PEDF Regulates Vascular Permeability by a γ-Secretase-Mediated Pathway

Increased vascular permeability is an inciting event in many vascular complications including diabetic retinopathy. We have previously reported that pigment epithelium-derived factor (PEDF) is able to inhibit vascular endothelial growth factor (VEGF)-induced angiogenesis through a novel γ-secretase-dependent pathway. In this study, we asked whether inhibition of VEGF-induced permeability by PEDF is also γ-secretase-mediated and to dissect the potential mechanisms involved. Vascular permeability was assessed in vitro by measuring transendothelial resistance and paracellular permeability to dextran and in vivo by following leakage of intravenous FITC-labelled albumin into the retina in the presence or absence of VEGF and PEDF in varying combinations. Experiments were undertaken in the presence or absence of a γ-secretase inhibitor. To assess junctional integrity immunohistochemistry for the adherens junction (AJ) proteins, VE-cadherin and β-catenin, and the tight junction (TJ) protein, claudin-5 was undertaken using cultured cells and flat mount retinas. Protein expression and the association between AJ proteins, VEGF receptors (VEGFRs) and γ-secretase constituents were determined by immunoprecipitation and Western Blot analysis. In selected experiments the effect of hypoxia on junctional integrity was also assessed.
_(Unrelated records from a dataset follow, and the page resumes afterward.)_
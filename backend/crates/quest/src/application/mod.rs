//! Application Layer - Use Cases
//!
//! Orchestrates domain rules and repositories. Handlers build a use case per
//! request from the shared state and call one method on it.

pub mod config;
pub mod master_auth;
pub mod pin_attempts;
pub mod prizes;
pub mod quest_lifecycle;
pub mod quests;
pub mod redeem_prize;
pub mod seekers;
pub mod suggestions;

/// Trim a required text field, rejecting blanks
pub(crate) fn required_text(field: &str, value: &str) -> crate::error::QuestResult<String> {
    let value = value.trim();
    if value.is_empty() {
        return Err(crate::error::QuestError::validation(format!(
            "{field} must not be empty"
        )));
    }
    Ok(value.to_string())
}
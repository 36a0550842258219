//! Quest Management Use Case
//!
//! Master-side CRUD on quests. Status is never edited here; it only moves
//! through the lifecycle use case.

use std::sync::Arc;

use chrono::Utc;
use kernel::id::QuestId;
use serde::Deserialize;

use crate::application::required_text;
use crate::domain::entities::{Quest, QuestHistoryEntry};
use crate::domain::repository::QuestRepository;
use crate::domain::value_objects::{Assignees, QuestDuration, QuestStatus, Stars};
use crate::error::{QuestError, QuestResult};

#[derive(Debug, Clone, Deserialize)]
#[serde(rename_all = "camelCase")]
pub struct NewQuest {
    #[serde(default)]
    pub id: Option<QuestId>,
    pub title: String,
    #[serde(default)]
    pub description: Option<String>,
    pub reward: i32,
    #[serde(default)]
    pub duration: QuestDuration,
    #[serde(default)]
    pub assigned_to: Assignees,
}

#[derive(Debug, Clone, Default, Deserialize)]
#[serde(rename_all = "camelCase")]
pub struct QuestPatch {
    pub title: Option<String>,
    pub description: Option<String>,
    pub reward: Option<i32>,
    pub duration: Option<QuestDuration>,
    pub assigned_to: Option<Assignees>,
}

pub(crate) fn reward(value: i32) -> QuestResult<Stars> {
    Stars::positive(value).ok_or_else(|| QuestError::validation("reward must be greater than zero"))
}

pub struct QuestUseCase<R>
where
    R: QuestRepository,
{
    repo: Arc<R>,
}

impl<R> QuestUseCase<R>
where
    R: QuestRepository,
{
    pub fn new(repo: Arc<R>) -> Self {
        Self { repo }
    }

    pub async fn list(&self) -> QuestResult<Vec<Quest>> {
        self.repo.list_quests().await
    }

    pub async fn get(&self, id: &QuestId) -> QuestResult<Quest> {
        self.repo
            .find_quest(id)
            .await?
            .ok_or(QuestError::QuestNotFound)
    }

    pub async fn history(&self) -> QuestResult<Vec<QuestHistoryEntry>> {
        self.repo.quest_history().await
    }

    pub async fn create(&self, input: NewQuest) -> QuestResult<Quest> {
        let quest = Quest {
            id: input.id.unwrap_or_default(),
            title: required_text("title", &input.title)?,
            description: input.description.unwrap_or_default(),
            reward: reward(input.reward)?,
            status: QuestStatus::Active,
            duration: input.duration,
            assigned_to: input.assigned_to,
            started_at: None,
            completed_at: None,
            completed_by: None,
            created_at: Utc::now(),
        };

        self.repo.create_quest(&quest).await?;
        tracing::info!(
            quest_id = %quest.id,
            reward = quest.reward.get(),
            assignees = quest.assigned_to.len(),
            "Quest created"
        );
        Ok(quest)
    }

    pub async fn update(&self, id: &QuestId, patch: QuestPatch) -> QuestResult<Quest> {
        let mut quest = self.get(id).await?;
        if quest.status == QuestStatus::Completed {
            return Err(QuestError::QuestCompleted);
        }

        if let Some(title) = patch.title {
            quest.title = required_text("title", &title)?;
        }
        if let Some(description) = patch.description {
            quest.description = description;
        }
        if let Some(value) = patch.reward {
            quest.reward = reward(value)?;
        }
        if let Some(duration) = patch.duration {
            quest.duration = duration;
        }
        if let Some(assigned_to) = patch.assigned_to {
            quest.assigned_to = assigned_to;
        }

        self.save(quest).await
    }

    /// Replace the assignee set
    pub async fn assign(&self, id: &QuestId, assignees: Assignees) -> QuestResult<Quest> {
        let mut quest = self.get(id).await?;
        if quest.status == QuestStatus::Completed {
            return Err(QuestError::QuestCompleted);
        }
        quest.assigned_to = assignees;
        self.save(quest).await
    }

    async fn save(&self, quest: Quest) -> QuestResult<Quest> {
        if !self.repo.update_quest(&quest).await? {
            // Gone, or completed in the meantime
            return match self.repo.find_quest(&quest.id).await? {
                Some(_) => Err(QuestError::QuestCompleted),
                None => Err(QuestError::QuestNotFound),
            };
        }
        tracing::info!(quest_id = %quest.id, "Quest updated");
        Ok(quest)
    }

    /// Completed quests are kept; deleting an unknown quest is not an error
    pub async fn delete(&self, id: &QuestId) -> QuestResult<bool> {
        let deleted = self.repo.delete_quest(id).await?;
        if deleted {
            tracing::info!(quest_id = %id, "Quest deleted");
        }
        Ok(deleted)
    }
}
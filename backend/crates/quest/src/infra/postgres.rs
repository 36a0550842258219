//! PostgreSQL Repository Implementations
//!
//! Multi-row operations run inside an `sqlx::Transaction`. Returning early
//! with `?` drops the transaction, which rolls it back and hands the
//! connection back to the pool.

use chrono::{DateTime, Utc};
use kernel::id::{CompletionId, PrizeId, QuestId, RedemptionId, SeekerId, SuggestionId};
use sqlx::{PgExecutor, PgPool};

use crate::domain::entities::{
    Approval, Prize, PrizeRedemption, Quest, QuestCompletion, QuestHistoryEntry, QuestSuggestion,
    RedemptionReceipt, RedemptionRecord, Seeker, SeekerChanges,
};
use crate::domain::repository::{
    PrizeRepository, QuestRepository, RedemptionRepository, SeekerRepository,
    SuggestionRepository,
};
use crate::domain::value_objects::{
    Assignees, CertificateId, CompletionStatus, QuestDuration, QuestStatus, SeekerPin, Stars,
    SuggestionStatus,
};
use crate::error::{QuestError, QuestResult};

const SEEKER_COLUMNS: &str = "id, name, pin, avatar_url, stars";
const QUEST_COLUMNS: &str = "id, title, description, reward, status, duration, assigned_to, \
                             started_at, completed_at, completed_by, created_at";
const SUGGESTION_COLUMNS: &str =
    "id, title, description, suggested_by, status, desired_reward, duration, created_at";
const PRIZE_COLUMNS: &str = "id, name, description, stars_cost, image_url, available";
const RECORD_SELECT: &str = r#"
    SELECT
        r.id, r.prize_id, r.seeker_id, r.redeemed_at, r.certificate_id, r.stars_cost,
        p.name AS prize_name,
        s.name AS seeker_name
    FROM prize_redemptions r
    LEFT JOIN prizes p ON p.id = r.prize_id
    LEFT JOIN seekers s ON s.id = r.seeker_id
"#;

/// PostgreSQL-backed repository
#[derive(Clone)]
pub struct PgQuestRepository {
    pool: PgPool,
}

impl PgQuestRepository {
    pub fn new(pool: PgPool) -> Self {
        Self { pool }
    }

    /// Round-trip to the database, used by the health endpoint
    pub async fn ping(&self) -> QuestResult<()> {
        sqlx::query("SELECT 1").execute(&self.pool).await?;
        Ok(())
    }

    /// Explain why a conditional quest update matched no row
    async fn transition_failure(&self, id: &QuestId, action: &'static str) -> QuestError {
        match self.find_quest(id).await {
            Ok(Some(quest)) => QuestError::InvalidTransition {
                from: quest.status,
                action,
            },
            Ok(None) => QuestError::QuestNotFound,
            Err(e) => e,
        }
    }

    /// Explain why a conditional suggestion update matched no row
    async fn review_failure(&self, id: &SuggestionId) -> QuestError {
        match self.find_suggestion(id).await {
            Ok(Some(_)) => QuestError::SuggestionReviewed,
            Ok(None) => QuestError::SuggestionNotFound,
            Err(e) => e,
        }
    }
}

async fn insert_quest<'e, E>(executor: E, quest: &Quest) -> QuestResult<()>
where
    E: PgExecutor<'e>,
{
    sqlx::query(
        r#"
        INSERT INTO quests (
            id, title, description, reward, status, duration,
            assigned_to, started_at, completed_at, completed_by, created_at
        ) VALUES ($1, $2, $3, $4, $5, $6, $7, $8, $9, $10, $11)
        "#,
    )
    .bind(quest.id.as_str())
    .bind(&quest.title)
    .bind(&quest.description)
    .bind(quest.reward.get())
    .bind(quest.status.as_str())
    .bind(quest.duration.as_str())
    .bind(quest.assigned_to.to_db())
    .bind(quest.started_at)
    .bind(quest.completed_at)
    .bind(quest.completed_by.as_ref().map(|id| id.as_str()))
    .bind(quest.created_at)
    .execute(executor)
    .await?;
    Ok(())
}
//! Quest Lifecycle Use Case
//!
//! Drives a quest through `active -> in_progress -> pending -> completed`
//! (and back to `in_progress` on reject). Every transition is a conditional
//! write in the repository, so concurrent requests cannot apply the same
//! transition twice.

use std::sync::Arc;

use chrono::{DateTime, Utc};
use kernel::id::{QuestId, SeekerId};

use crate::domain::entities::{Approval, Quest, QuestCompletion};
use crate::domain::repository::QuestRepository;
use crate::error::QuestResult;

pub struct QuestLifecycleUseCase<R>
where
    R: QuestRepository,
{
    repo: Arc<R>,
}

impl<R> QuestLifecycleUseCase<R>
where
    R: QuestRepository,
{
    pub fn new(repo: Arc<R>) -> Self {
        Self { repo }
    }

    pub async fn start(&self, id: &QuestId, seeker: &SeekerId) -> QuestResult<Quest> {
        self.start_at(id, seeker, Utc::now()).await
    }

    pub async fn start_at(
        &self,
        id: &QuestId,
        seeker: &SeekerId,
        now: DateTime<Utc>,
    ) -> QuestResult<Quest> {
        let quest = self.repo.start_quest(id, seeker, now).await?;
        tracing::info!(quest_id = %id, seeker_id = %seeker, "Quest started");
        Ok(quest)
    }

    /// Hand a quest in for review
    pub async fn complete(
        &self,
        id: &QuestId,
        seeker: &SeekerId,
    ) -> QuestResult<(Quest, QuestCompletion)> {
        self.complete_at(id, seeker, Utc::now()).await
    }

    /// Same as [`complete`](Self::complete) with an explicit clock
    pub async fn complete_at(
        &self,
        id: &QuestId,
        seeker: &SeekerId,
        now: DateTime<Utc>,
    ) -> QuestResult<(Quest, QuestCompletion)> {
        let (quest, completion) = self.repo.submit_completion(id, seeker, now).await?;
        tracing::info!(
            quest_id = %id,
            seeker_id = %seeker,
            completion_id = %completion.id,
            "Quest completion submitted"
        );
        Ok((quest, completion))
    }

    /// Credit the reward; `seeker` defaults to whoever handed the quest in
    pub async fn approve(&self, id: &QuestId, seeker: Option<&SeekerId>) -> QuestResult<Approval> {
        let approval = self.repo.approve_quest(id, seeker, Utc::now()).await?;
        tracing::info!(
            quest_id = %id,
            seeker_id = %approval.seeker_id,
            reward = approval.quest.reward.get(),
            stars = approval.stars.get(),
            "Quest approved"
        );
        Ok(approval)
    }

    pub async fn reject(&self, id: &QuestId) -> QuestResult<Quest> {
        let quest = self.repo.reject_quest(id).await?;
        tracing::info!(quest_id = %id, "Quest completion rejected");
        Ok(quest)
    }
}
//! Quest Suggestion Use Case

use std::sync::Arc;

use chrono::Utc;
use kernel::id::{QuestId, SeekerId, SuggestionId};
use serde::Deserialize;

use crate::application::quests::reward;
use crate::application::required_text;
use crate::domain::entities::{Quest, QuestSuggestion};
use crate::domain::repository::SuggestionRepository;
use crate::domain::value_objects::{QuestDuration, SuggestionStatus};
use crate::error::{QuestError, QuestResult};

/// A seeker's proposal; id, status and timestamp are set by the server
#[derive(Debug, Clone, Deserialize)]
#[serde(rename_all = "camelCase")]
pub struct NewSuggestion {
    pub title: String,
    #[serde(default)]
    pub description: Option<String>,
    pub suggested_by: SeekerId,
    pub desired_reward: i32,
    #[serde(default)]
    pub duration: QuestDuration,
}

#[derive(Debug, Clone, Default, Deserialize)]
#[serde(rename_all = "camelCase")]
pub struct SuggestionPatch {
    pub title: Option<String>,
    pub description: Option<String>,
    pub desired_reward: Option<i32>,
    pub duration: Option<QuestDuration>,
}

pub struct SuggestionUseCase<R>
where
    R: SuggestionRepository,
{
    repo: Arc<R>,
}

impl<R> SuggestionUseCase<R>
where
    R: SuggestionRepository,
{
    pub fn new(repo: Arc<R>) -> Self {
        Self { repo }
    }

    pub async fn list(&self) -> QuestResult<Vec<QuestSuggestion>> {
        self.repo.list_suggestions().await
    }

    pub async fn create(&self, input: NewSuggestion) -> QuestResult<QuestSuggestion> {
        let suggestion = QuestSuggestion {
            id: SuggestionId::new(),
            title: required_text("title", &input.title)?,
            description: input.description.unwrap_or_default(),
            suggested_by: input.suggested_by,
            status: SuggestionStatus::Pending,
            created_at: Utc::now(),
            desired_reward: reward(input.desired_reward)?,
            duration: input.duration,
        };

        self.repo.create_suggestion(&suggestion).await?;
        tracing::info!(
            suggestion_id = %suggestion.id,
            seeker_id = %suggestion.suggested_by,
            "Quest suggested"
        );
        Ok(suggestion)
    }

    pub async fn update(
        &self,
        id: &SuggestionId,
        patch: SuggestionPatch,
    ) -> QuestResult<QuestSuggestion> {
        let mut suggestion = self
            .repo
            .find_suggestion(id)
            .await?
            .ok_or(QuestError::SuggestionNotFound)?;
        if suggestion.status != SuggestionStatus::Pending {
            return Err(QuestError::SuggestionReviewed);
        }

        if let Some(title) = patch.title {
            suggestion.title = required_text("title", &title)?;
        }
        if let Some(description) = patch.description {
            suggestion.description = description;
        }
        if let Some(value) = patch.desired_reward {
            suggestion.desired_reward = reward(value)?;
        }
        if let Some(duration) = patch.duration {
            suggestion.duration = duration;
        }

        if !self.repo.update_suggestion(&suggestion).await? {
            return Err(QuestError::SuggestionReviewed);
        }
        Ok(suggestion)
    }

    /// Materialize the suggestion as an `active` quest for its author
    pub async fn approve(&self, id: &SuggestionId) -> QuestResult<(QuestSuggestion, Quest)> {
        let (suggestion, quest) = self
            .repo
            .approve_suggestion(id, &QuestId::new(), Utc::now())
            .await?;
        tracing::info!(
            suggestion_id = %id,
            quest_id = %quest.id,
            reward = quest.reward.get(),
            "Quest suggestion approved"
        );
        Ok((suggestion, quest))
    }

    pub async fn reject(&self, id: &SuggestionId) -> QuestResult<QuestSuggestion> {
        let suggestion = self.repo.reject_suggestion(id).await?;
        tracing::info!(suggestion_id = %id, "Quest suggestion rejected");
        Ok(suggestion)
    }
}
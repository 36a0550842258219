//! Quest suggestion handlers

use axum::Json;
use axum::extract::{Path, State};
use axum::http::StatusCode;
use kernel::id::SuggestionId;

use crate::application::suggestions::{NewSuggestion, SuggestionPatch, SuggestionUseCase};
use crate::domain::entities::QuestSuggestion;
use crate::domain::repository::QuestStore;
use crate::error::QuestResult;
use crate::presentation::dto::{SuggestionApprovalResponse, SuggestionRejectResponse};
use crate::presentation::handlers::QuestAppState;
use crate::presentation::middleware::{JsonBody, RequireMaster};

/// GET /api/quest-suggestions
pub async fn list<R>(
    State(state): State<QuestAppState<R>>,
) -> QuestResult<Json<Vec<QuestSuggestion>>>
where
    R: QuestStore,
{
    let suggestions = SuggestionUseCase::new(state.repo.clone()).list().await?;
    Ok(Json(suggestions))
}

/// POST /api/quest-suggestions
pub async fn create<R>(
    State(state): State<QuestAppState<R>>,
    JsonBody(input): JsonBody<NewSuggestion>,
) -> QuestResult<(StatusCode, Json<QuestSuggestion>)>
where
    R: QuestStore,
{
    let suggestion = SuggestionUseCase::new(state.repo.clone())
        .create(input)
        .await?;
    Ok((StatusCode::CREATED, Json(suggestion)))
}

/// PUT /api/quest-suggestions/{id}
pub async fn update<R>(
    _master: RequireMaster,
    State(state): State<QuestAppState<R>>,
    Path(id): Path<String>,
    JsonBody(patch): JsonBody<SuggestionPatch>,
) -> QuestResult<Json<QuestSuggestion>>
where
    R: QuestStore,
{
    let id = SuggestionId::parse(id)?;
    let suggestion = SuggestionUseCase::new(state.repo.clone())
        .update(&id, patch)
        .await?;
    Ok(Json(suggestion))
}

/// POST /api/quest-suggestions/{id}/approve
pub async fn approve<R>(
    _master: RequireMaster,
    State(state): State<QuestAppState<R>>,
    Path(id): Path<String>,
) -> QuestResult<Json<SuggestionApprovalResponse>>
where
    R: QuestStore,
{
    let id = SuggestionId::parse(id)?;
    let (suggestion, quest) = SuggestionUseCase::new(state.repo.clone())
        .approve(&id)
        .await?;
    Ok(Json(SuggestionApprovalResponse { suggestion, quest }))
}

/// POST /api/quest-suggestions/{id}/reject
pub async fn reject<R>(
    _master: RequireMaster,
    State(state): State<QuestAppState<R>>,
    Path(id): Path<String>,
) -> QuestResult<Json<SuggestionRejectResponse>>
where
    R: QuestStore,
{
    let id = SuggestionId::parse(id)?;
    let suggestion = SuggestionUseCase::new(state.repo.clone())
        .reject(&id)
        .await?;
    Ok(Json(SuggestionRejectResponse { suggestion }))
}
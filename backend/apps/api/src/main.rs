//! API Server Entry Point
//!
//! Application entry point and server initialization.
//! Uses `anyhow` for startup errors, but application-level
//! errors should use `kernel::error::AppError`.

mod config;

use std::net::SocketAddr;

use axum::{
    Json, Router,
    extract::State,
    http::{self, HeaderName, Method, header},
    routing::get,
};
use quest::{PgQuestRepository, quest_router};
use serde::Serialize;
use sqlx::postgres::PgPoolOptions;
use tokio::net::TcpListener;
use tower::ServiceBuilder;
use tower_http::cors::{AllowHeaders, AllowMethods, CorsLayer};
use tower_http::services::{ServeDir, ServeFile};
use tower_http::trace::TraceLayer;
use tracing_subscriber::{layer::SubscriberExt, util::SubscriberInitExt};

use crate::config::{ServerConfig, quest_config_from_env};

// Re-export unified error types for use in handlers
pub use kernel::error::{
    app_error::{AppError, AppResult},
    kind::ErrorKind,
};

#[derive(Serialize)]
struct HealthResponse {
    status: &'static str,
}

/// GET /health
async fn health(State(repo): State<PgQuestRepository>) -> AppResult<Json<HealthResponse>> {
    repo.ping().await.map_err(|e| {
        tracing::warn!(error = %e, "Health check failed");
        AppError::service_unavailable("Database unavailable")
    })?;
    Ok(Json(HealthResponse { status: "ok" }))
}

#[tokio::main]
async fn main() -> anyhow::Result<()> {
    // Load .env file
    dotenvy::dotenv().ok();

    // Initialize tracing
    tracing_subscriber::registry()
        .with(
            tracing_subscriber::EnvFilter::try_from_default_env()
                .unwrap_or_else(|_| "api=info,quest=info,tower_http=info".into()),
        )
        .with(tracing_subscriber::fmt::layer())
        .init();

    let server = ServerConfig::from_env()?;
    let quest_config = quest_config_from_env()?;

    // Database connection
    let pool = PgPoolOptions::new()
        .max_connections(server.max_connections)
        .connect(&server.database_url)
        .await?;

    tracing::info!("Connected to database");

    // Run migrations
    sqlx::migrate!("../../../database/migrations")
        .run(&pool)
        .await?;

    tracing::info!("Migrations completed");

    let repo = PgQuestRepository::new(pool);

    // CORS configuration
    let allowed_origins: Vec<http::HeaderValue> = server
        .frontend_origins
        .iter()
        .filter_map(|origin| origin.parse().ok())
        .collect();

    let cors = CorsLayer::new()
        .allow_origin(allowed_origins)
        .allow_methods(AllowMethods::list([
            Method::GET,
            Method::POST,
            Method::PUT,
            Method::DELETE,
            Method::OPTIONS,
        ]))
        .allow_headers(AllowHeaders::list([
            header::CONTENT_TYPE,
            header::ACCEPT,
            HeaderName::from_static(quest::presentation::middleware::MASTER_PIN_HEADER),
        ]));

    // Single-page app: unknown paths get index.html
    let index = server.static_dir.join("index.html");
    let spa = ServeDir::new(&server.static_dir).not_found_service(ServeFile::new(index));

    // Build router
    let app = Router::new()
        .nest("/api", quest_router(repo.clone(), quest_config))
        .route("/health", get(health).with_state(repo))
        .fallback_service(spa)
        .layer(
            ServiceBuilder::new()
                .layer(TraceLayer::new_for_http())
                .layer(cors),
        );

    // Start server
    tracing::info!(
        addr = %server.addr,
        static_dir = %server.static_dir.display(),
        "Listening"
    );

    let listener = TcpListener::bind(server.addr).await?;
    axum::serve(
        listener,
        app.into_make_service_with_connect_info::<SocketAddr>(),
    )
    .await?;

    Ok(())
}
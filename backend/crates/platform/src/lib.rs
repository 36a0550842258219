//! Platform Crate - Technical Infrastructure
//!
//! Shared technical foundations with no household vocabulary in them:
//! - Cryptographic utilities (OS randomness, SHA-256, constant-time comparison)
//! - Client identification from request headers
//! - Rate limiting for PIN guessing

pub mod client;
pub mod crypto;
pub mod rate_limit;
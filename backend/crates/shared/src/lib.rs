//! Shared Kernel - Domain-crossing minimal core
//!
//! The smallest core of vocabulary shared by every Quest Mania crate:
//! - The unified error type, its HTTP classification and conversions
//! - Typed identifiers for the household entities (seekers, quests, prizes, ...)
//!
//! Only things with the same meaning across all contexts belong here.

pub mod error {
    pub mod app_error;
    pub mod conversions;
    pub mod kind;
}
pub mod id;
//! API DTOs (Data Transfer Objects)
//!
//! Entities serialize themselves; these are the request bodies and the
//! action-specific responses.

use chrono::{DateTime, Utc};
use kernel::id::{QuestId, RedemptionId, SeekerId};
use serde::{Deserialize, Serialize};

use crate::domain::entities::{Approval, Quest, QuestCompletion, QuestSuggestion, RedemptionReceipt};
use crate::domain::value_objects::{Assignees, CertificateId, QuestStatus, Stars};

/// Request for POST /api/master/verify and /api/seekers/{id}/login
#[derive(Debug, Clone, Deserialize)]
pub struct PinRequest {
    pub pin: String,
}

/// Request for POST /api/quests/{id}/start and /complete
#[derive(Debug, Clone, Deserialize)]
#[serde(rename_all = "camelCase")]
pub struct SeekerRequest {
    pub seeker_id: SeekerId,
}

/// Request for POST /api/quests/{id}/approve (body optional)
#[derive(Debug, Clone, Default, Deserialize)]
#[serde(rename_all = "camelCase")]
pub struct ApproveRequest {
    #[serde(default)]
    pub seeker_id: Option<SeekerId>,
}

/// Request for POST /api/quests/{id}/assign
#[derive(Debug, Clone, Deserialize)]
#[serde(rename_all = "camelCase")]
pub struct AssignRequest {
    #[serde(default)]
    pub seeker_ids: Assignees,
}

/// Query for GET /api/prizes
#[derive(Debug, Clone, Default, Deserialize)]
#[serde(rename_all = "camelCase")]
pub struct PrizeListQuery {
    #[serde(default)]
    pub include_unavailable: bool,
}

#[derive(Debug, Clone, Serialize)]
pub struct MessageResponse {
    pub message: String,
}

impl MessageResponse {
    pub fn new(message: impl Into<String>) -> Self {
        Self {
            message: message.into(),
        }
    }
}

/// Response for POST /api/quests/{id}/start
#[derive(Debug, Clone, Serialize)]
#[serde(rename_all = "camelCase")]
pub struct StartResponse {
    pub id: QuestId,
    pub status: QuestStatus,
    pub started_at: Option<DateTime<Utc>>,
}

impl From<Quest> for StartResponse {
    fn from(quest: Quest) -> Self {
        Self {
            id: quest.id,
            status: quest.status,
            started_at: quest.started_at,
        }
    }
}

/// Response for POST /api/quests/{id}/complete
#[derive(Debug, Clone, Serialize)]
#[serde(rename_all = "camelCase")]
pub struct CompletionResponse {
    pub id: QuestId,
    pub status: QuestStatus,
    pub completed_at: DateTime<Utc>,
    pub completed_by: SeekerId,
    pub completion: QuestCompletion,
}

impl From<(Quest, QuestCompletion)> for CompletionResponse {
    fn from((quest, completion): (Quest, QuestCompletion)) -> Self {
        Self {
            id: quest.id,
            status: quest.status,
            completed_at: completion.completed_at,
            completed_by: completion.seeker_id.clone(),
            completion,
        }
    }
}

/// Response for POST /api/quests/{id}/approve
#[derive(Debug, Clone, Serialize)]
#[serde(rename_all = "camelCase")]
pub struct ApproveResponse {
    pub id: QuestId,
    pub status: QuestStatus,
    pub completed_at: Option<DateTime<Utc>>,
    pub reward: Stars,
    pub seeker_id: SeekerId,
    /// Seeker's balance after the credit
    pub stars: Stars,
}

impl From<Approval> for ApproveResponse {
    fn from(approval: Approval) -> Self {
        Self {
            id: approval.quest.id,
            status: approval.quest.status,
            completed_at: approval.quest.completed_at,
            reward: approval.quest.reward,
            seeker_id: approval.seeker_id,
            stars: approval.stars,
        }
    }
}

/// Response for POST /api/quests/{id}/reject
#[derive(Debug, Clone, Serialize)]
#[serde(rename_all = "camelCase")]
pub struct RejectResponse {
    pub id: QuestId,
    pub status: QuestStatus,
    pub message: &'static str,
}

impl From<Quest> for RejectResponse {
    fn from(quest: Quest) -> Self {
        Self {
            id: quest.id,
            status: quest.status,
            message: "Quest completion rejected",
        }
    }
}

/// Response for POST /api/quest-suggestions/{id}/approve
#[derive(Debug, Clone, Serialize)]
pub struct SuggestionApprovalResponse {
    pub suggestion: QuestSuggestion,
    pub quest: Quest,
}

/// Response for POST /api/quest-suggestions/{id}/reject
#[derive(Debug, Clone, Serialize)]
pub struct SuggestionRejectResponse {
    pub suggestion: QuestSuggestion,
}

/// Response for POST /api/prizes/redeem
#[derive(Debug, Clone, Serialize)]
#[serde(rename_all = "camelCase")]
pub struct RedeemResponse {
    pub certificate_id: CertificateId,
    pub redemption_id: RedemptionId,
    pub stars_cost: Stars,
    pub remaining_stars: Stars,
    pub redeemed_at: DateTime<Utc>,
}

impl From<RedemptionReceipt> for RedeemResponse {
    fn from(receipt: RedemptionReceipt) -> Self {
        Self {
            certificate_id: receipt.redemption.certificate_id,
            redemption_id: receipt.redemption.id,
            stars_cost: receipt.redemption.stars_cost,
            remaining_stars: receipt.remaining_stars,
            redeemed_at: receipt.redemption.redeemed_at,
        }
    }
}

#[cfg(test)]
mod tests {
    use super::*;
    use crate::domain::value_objects::CompletionStatus;
    use kernel::id::CompletionId;
    use serde_json::json;

    #[test]
    fn test_approve_request_accepts_empty_object() {
        let request: ApproveRequest = serde_json::from_value(json!({})).unwrap();
        assert!(request.seeker_id.is_none());

        let request: ApproveRequest =
            serde_json::from_value(json!({ "seekerId": "S1" })).unwrap();
        assert_eq!(request.seeker_id.unwrap().as_str(), "S1");
    }

    #[test]
    fn test_assign_request_accepts_single_id() {
        let request: AssignRequest =
            serde_json::from_value(json!({ "seekerIds": "S1" })).unwrap();
        assert_eq!(request.seeker_ids.len(), 1);

        let request: AssignRequest =
            serde_json::from_value(json!({ "seekerIds": ["S1", "S2", "S1"] })).unwrap();
        assert_eq!(request.seeker_ids.len(), 2);
    }

    #[test]
    fn test_prize_query_defaults_to_available_only() {
        let query: PrizeListQuery = serde_json::from_value(json!({})).unwrap();
        assert!(!query.include_unavailable);
    }

    #[test]
    fn test_completion_response_shape() {
        let now = Utc::now();
        let quest = Quest {
            id: QuestId::from_db("Q1".into()),
            title: "Dishes".into(),
            description: String::new(),
            reward: Stars::positive(2).unwrap(),
            status: QuestStatus::Pending,
            duration: Default::default(),
            assigned_to: Assignees::default(),
            started_at: Some(now),
            completed_at: Some(now),
            completed_by: Some(SeekerId::from_db("S1".into())),
            created_at: now,
        };
        let completion = QuestCompletion {
            id: CompletionId::from_db("C1".into()),
            quest_id: quest.id.clone(),
            seeker_id: SeekerId::from_db("S1".into()),
            status: CompletionStatus::Pending,
            completed_at: now,
        };

        let value = serde_json::to_value(CompletionResponse::from((quest, completion))).unwrap();
        assert_eq!(value["id"], "Q1");
        assert_eq!(value["status"], "pending");
        assert_eq!(value["completedBy"], "S1");
        assert!(value["completedAt"].is_string());
    }
}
PEDF inhibition of VEGF-induced permeability, both in cultured microvascular endothelial cell monolayers and in vivo in the mouse retinal vasculature, is mediated by γ-secretase. PEDF acted by a) preventing dissociation of AJ and TJ proteins and b) regulating both the association of VEGF receptors with AJ proteins and the subsequent phosphorylation of the AJ proteins, VE-cadherin and β-catenin. Association of γ-secretase with AJ proteins appears to be critical in the regulation of vascular permeability. Although hypoxia increased VEGFR expression there was a significant dissociation of VEGFR from AJ proteins. In conclusion, PEDF regulates VEGF-induced vascular permeability via a novel γ-secretase dependent pathway and targeting downstream effectors of PEDF action may represent a promising therapeutic strategy for preventing or ameliorating increased vascular permeability.